Science teachers have had no shortage of reasons in recent decades to cede conversations on race to the humanities.

There was, for one thing, the need to repudiate the first half of the 20th century, during which science textbooks were replete with racial stereotypes and uncritical references to eugenics.

And 21st-century geneticists looking for clues to human evolution and medicine in the DNA of people from around the world took pains to note that they were not studying “race.”

“We basically decided, no, race is still a social construction, it’s not a biological thing,” Ken Miller, an author of the widely used Prentice Hall biology textbook, told the science magazine Undark of the decision to omit mention of race.
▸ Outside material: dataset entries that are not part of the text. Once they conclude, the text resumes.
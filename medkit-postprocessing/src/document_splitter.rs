//! Split documents into one mini-document per segment.

use std::collections::HashMap;

use medkit::{
    Attribute, AttributeContainer, DataItemKind, Entity, OperationDescription, ProvTracer,
    Relation, Segment, Span, TextAnnotation, TextDocument, Uid,
};

use crate::{nested_segments_with_ranges, PostprocessError, PostprocessResult};

/// Turns every segment with a given label into a standalone document.
///
/// The new document text is the original text under the segment envelope.
/// Entities nested in the segment are copied over with spans rebased on
/// the new text, together with the relations linking two copied entities.
///
/// Label filters left to `None` select everything.
#[derive(Debug, Clone)]
pub struct DocumentSplitter {
    pub uid: Uid,
    pub name: String,
    pub segment_label: String,
    pub entity_labels: Option<Vec<String>>,
    pub attr_labels: Option<Vec<String>>,
    pub relation_labels: Option<Vec<String>>,
}

impl DocumentSplitter {
    pub fn new(segment_label: impl Into<String>) -> Self {
        Self {
            uid: Uid::generate(),
            name: "DocumentSplitter".to_string(),
            segment_label: segment_label.into(),
            entity_labels: None,
            attr_labels: None,
            relation_labels: None,
        }
    }

    pub fn with_entity_labels<L: Into<String>>(mut self, labels: impl IntoIterator<Item = L>) -> Self {
        self.entity_labels = Some(labels.into_iter().map(Into::into).collect());
        self
    }

    pub fn with_attr_labels<L: Into<String>>(mut self, labels: impl IntoIterator<Item = L>) -> Self {
        self.attr_labels = Some(labels.into_iter().map(Into::into).collect());
        self
    }

    pub fn with_relation_labels<L: Into<String>>(mut self, labels: impl IntoIterator<Item = L>) -> Self {
        self.relation_labels = Some(labels.into_iter().map(Into::into).collect());
        self
    }

    pub fn with_name(mut self, name: impl Into<String>) -> Self {
        self.name = name.into();
        self
    }

    pub fn description(&self) -> OperationDescription {
        OperationDescription::new(self.uid.clone(), self.name.clone(), "DocumentSplitter").with_config(
            serde_json::json!({
                "segment_label": self.segment_label,
                "entity_labels": self.entity_labels,
                "attr_labels": self.attr_labels,
                "relation_labels": self.relation_labels,
            }),
        )
    }

    /// Split `docs` into mini-documents.
    ///
    /// Output follows document order, then segment order within a document.
    pub fn run(
        &self,
        docs: &[TextDocument],
        mut prov: Option<&mut ProvTracer>,
    ) -> PostprocessResult<Vec<TextDocument>> {
        let desc = self.description();
        let mut segment_docs = Vec::new();

        for doc in docs {
            let segments = doc.anns.get_segments(Some(self.segment_label.as_str()));
            let entities = select_by_labels(self.entity_labels.as_deref(), |label| {
                doc.anns.get_entities(label)
            });
            let relations = select_by_labels(self.relation_labels.as_deref(), |label| {
                doc.anns.get_relations(label)
            });

            let nested =
                nested_segments_with_ranges(segments.iter().copied(), entities.iter().copied());
            tracing::debug!(
                doc = %doc.uid,
                segments = nested.len(),
                "splitting document"
            );

            for (segment, range, nested_entities) in nested {
                let segment_doc =
                    self.segment_doc(doc, segment, range, &nested_entities, &relations, &desc, &mut prov)?;
                segment_docs.push(segment_doc);
            }
        }

        Ok(segment_docs)
    }

    #[allow(clippy::too_many_arguments)]
    fn segment_doc(
        &self,
        doc: &TextDocument,
        segment: &Segment,
        range: Span,
        entities: &[&Entity],
        relations: &[&Relation],
        desc: &OperationDescription,
        prov: &mut Option<&mut ProvTracer>,
    ) -> PostprocessResult<TextDocument> {
        let text = doc.slice_text(range)?;

        let mut metadata = doc.metadata.clone();
        metadata.extend(segment.metadata.iter().map(|(k, v)| (k.clone(), v.clone())));

        let mut segment_doc = TextDocument::new(text).with_metadata(metadata);
        trace(prov, &segment_doc.uid, DataItemKind::Document, desc, &segment.uid);

        self.copy_attrs(&segment.attrs, &mut segment_doc.attrs, desc, prov)?;

        let mut uid_mapping: HashMap<&Uid, Uid> = HashMap::new();
        for ent in entities {
            let spans = ent
                .spans
                .iter()
                .map(|span| span.rebased(range.start))
                .collect::<Option<Vec<_>>>()
                .ok_or_else(|| PostprocessError::SpanOutsideSegment {
                    entity: ent.uid.clone(),
                    segment: segment.uid.clone(),
                })?;

            let mut relocated = Entity::new(ent.label.clone(), spans, ent.text.clone())
                .with_metadata(ent.metadata.clone());
            uid_mapping.insert(&ent.uid, relocated.uid.clone());
            trace(prov, &relocated.uid, DataItemKind::Entity, desc, &ent.uid);

            self.copy_attrs(&ent.attrs, &mut relocated.attrs, desc, prov)?;
            segment_doc.anns.add(TextAnnotation::Entity(relocated))?;
        }

        // only relations between two copied entities survive
        for rel in relations {
            let (Some(source_id), Some(target_id)) =
                (uid_mapping.get(&rel.source_id), uid_mapping.get(&rel.target_id))
            else {
                continue;
            };

            let mut relation = Relation::new(rel.label.clone(), source_id.clone(), target_id.clone());
            relation.metadata = rel.metadata.clone();
            trace(prov, &relation.uid, DataItemKind::Relation, desc, &rel.uid);

            self.copy_attrs(&rel.attrs, &mut relation.attrs, desc, prov)?;
            segment_doc.anns.add(TextAnnotation::Relation(relation))?;
        }

        Ok(segment_doc)
    }

    fn copy_attrs(
        &self,
        from: &AttributeContainer,
        to: &mut AttributeContainer,
        desc: &OperationDescription,
        prov: &mut Option<&mut ProvTracer>,
    ) -> PostprocessResult<()> {
        let attrs: Vec<&Attribute> = select_by_labels(self.attr_labels.as_deref(), |label| from.get(label));
        for attr in attrs {
            let copy = attr.copy();
            trace(prov, &copy.uid, DataItemKind::Attribute, desc, &attr.uid);
            to.add(copy)?;
        }
        Ok(())
    }
}

/// Everything when `labels` is `None`, otherwise the items of each label in
/// label order.
fn select_by_labels<'a, T, F>(labels: Option<&[String]>, get: F) -> Vec<&'a T>
where
    F: Fn(Option<&str>) -> Vec<&'a T>,
{
    match labels {
        None => get(None),
        Some(labels) => labels.iter().flat_map(|label| get(Some(label.as_str()))).collect(),
    }
}

pub(crate) fn trace(
    prov: &mut Option<&mut ProvTracer>,
    item: &Uid,
    kind: DataItemKind,
    desc: &OperationDescription,
    source: &Uid,
) {
    if let Some(tracer) = prov.as_deref_mut() {
        tracer.add_prov(item, kind, desc, &[source]);
    }
}
//! Character spans over document text.
//!
//! Offsets count Unicode scalar values (chars), not bytes. A segment may
//! carry a mix of plain [`Span`]s and [`ModifiedSpan`]s; the latter appear
//! when the annotation text was produced by a normalization or redaction
//! step and no longer maps one-to-one onto the original text.

use serde::{Deserialize, Serialize};

/// Half-open interval `[start, end)` of char offsets.
#[derive(Debug, Clone, Copy, PartialEq, Eq, Hash, PartialOrd, Ord, Serialize, Deserialize)]
pub struct Span {
    pub start: usize,
    pub end: usize,
}

impl Span {
    pub fn new(start: usize, end: usize) -> Self {
        Self { start, end }
    }

    pub fn len(&self) -> usize {
        self.end.saturating_sub(self.start)
    }

    pub fn is_empty(&self) -> bool {
        self.end <= self.start
    }

    /// True if both spans share at least one char.
    pub fn overlaps(&self, other: &Span) -> bool {
        self.start < other.end && other.start < self.end
    }

    /// True if `other` lies entirely within `self` (boundaries inclusive).
    pub fn contains(&self, other: &Span) -> bool {
        other.start >= self.start && other.end <= self.end
    }

    /// Move the span to the left by `offset` chars.
    ///
    /// Returns `None` if the span starts before `offset`.
    pub fn rebased(&self, offset: usize) -> Option<Span> {
        Some(Span {
            start: self.start.checked_sub(offset)?,
            end: self.end.checked_sub(offset)?,
        })
    }
}

impl std::fmt::Display for Span {
    fn fmt(&self, f: &mut std::fmt::Formatter<'_>) -> std::fmt::Result {
        write!(f, "[{}, {})", self.start, self.end)
    }
}

/// Span of annotation text that replaced some original spans.
///
/// `length` is the length of the replacement text; `replaced_spans` are the
/// spans of the original text it stands for (possibly none for a pure
/// insertion).
#[derive(Debug, Clone, PartialEq, Eq, Hash, Serialize, Deserialize)]
pub struct ModifiedSpan {
    pub length: usize,
    pub replaced_spans: Vec<Span>,
}

impl ModifiedSpan {
    pub fn new(length: usize, replaced_spans: Vec<Span>) -> Self {
        Self {
            length,
            replaced_spans,
        }
    }
}

/// Either kind of span.
#[derive(Debug, Clone, PartialEq, Eq, Hash, Serialize, Deserialize)]
pub enum AnySpan {
    Span(Span),
    Modified(ModifiedSpan),
}

impl AnySpan {
    /// Length of the annotation text covered by this span.
    pub fn len(&self) -> usize {
        match self {
            AnySpan::Span(span) => span.len(),
            AnySpan::Modified(modified) => modified.length,
        }
    }

    pub fn is_empty(&self) -> bool {
        self.len() == 0
    }

    /// Move every original-text offset to the left by `offset` chars.
    ///
    /// For a modified span every replaced sub-span is moved and the
    /// replacement length is kept.
    pub fn rebased(&self, offset: usize) -> Option<AnySpan> {
        match self {
            AnySpan::Span(span) => span.rebased(offset).map(AnySpan::Span),
            AnySpan::Modified(modified) => {
                let replaced_spans = modified
                    .replaced_spans
                    .iter()
                    .map(|span| span.rebased(offset))
                    .collect::<Option<Vec<_>>>()?;
                Some(AnySpan::Modified(ModifiedSpan {
                    length: modified.length,
                    replaced_spans,
                }))
            }
        }
    }
}

impl From<Span> for AnySpan {
    fn from(span: Span) -> Self {
        AnySpan::Span(span)
    }
}

impl From<ModifiedSpan> for AnySpan {
    fn from(span: ModifiedSpan) -> Self {
        AnySpan::Modified(span)
    }
}

/// Collapse a span list into sorted, non-overlapping original-text spans.
///
/// Modified spans are replaced by the spans they stand for, then
/// overlapping or contiguous spans are merged.
pub fn normalize_spans(spans: &[AnySpan]) -> Vec<Span> {
    let mut flat: Vec<Span> = spans
        .iter()
        .flat_map(|span| match span {
            AnySpan::Span(span) => std::slice::from_ref(span).iter().copied(),
            AnySpan::Modified(modified) => modified.replaced_spans.iter().copied(),
        })
        .collect();
    flat.sort();

    let mut normalized: Vec<Span> = Vec::with_capacity(flat.len());
    for span in flat {
        match normalized.last_mut() {
            Some(last) if span.start <= last.end => {
                last.end = last.end.max(span.end);
            }
            _ => normalized.push(span),
        }
    }
    normalized
}

/// Range `[first.start, last.end)` covered by the normalized spans.
///
/// Returns `None` when nothing remains after normalization.
pub fn envelope(spans: &[AnySpan]) -> Option<Span> {
    let normalized = normalize_spans(spans);
    let first = normalized.first()?;
    let last = normalized.last()?;
    Some(Span::new(first.start, last.end))
}

/// Slice `text` by char offsets.
pub fn char_slice(text: &str, start: usize, end: usize) -> Option<&str> {
    if start > end {
        return None;
    }
    let byte_start = char_to_byte(text, start)?;
    let byte_end = char_to_byte(text, end)?;
    text.get(byte_start..byte_end)
}

fn char_to_byte(text: &str, char_idx: usize) -> Option<usize> {
    if char_idx == 0 {
        return Some(0);
    }
    match text.char_indices().nth(char_idx) {
        Some((byte_idx, _)) => Some(byte_idx),
        None if text.chars().count() == char_idx => Some(text.len()),
        None => None,
    }
}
And not everyone is eager to reinsert it. Several school districts have rejected Dr. Donovan’s application to participate in the study, even when teachers have expressed interest.

“I am denying the research request based on the sensitive nature of the research,” the research supervisor for one Colorado district wrote in an email.

But Jaclyn Reeves-Pepin, executive director of the National Association of Biology Teachers, said efforts to avoid lending scientific credibility to unfounded perceptions of genetic difference may themselves be sowing confusion.

“If I was a student asking about race and my teacher said, ‘Race is a social construct, we’re not going to talk about it in science class,’ well — that’s not an explanation of what students are observing in their world,” Ms. Reeves-Pepin said. In advance of the group’s annual meeting this fall, a session featuring Dr. Donovan’s curriculum received the highest score from a review panel of biology teachers of all 200 submissions, she said.

As in any experiment, the subjects will need to be informed of the risks and benefits before they consent to participate.

The benefits, a group of Midwestern 12th graders who will begin the unit this month were told, include “a research-based curriculum designed to teach complex genetics.” For the risks, the students were warned that they may feel some discomfort in science class.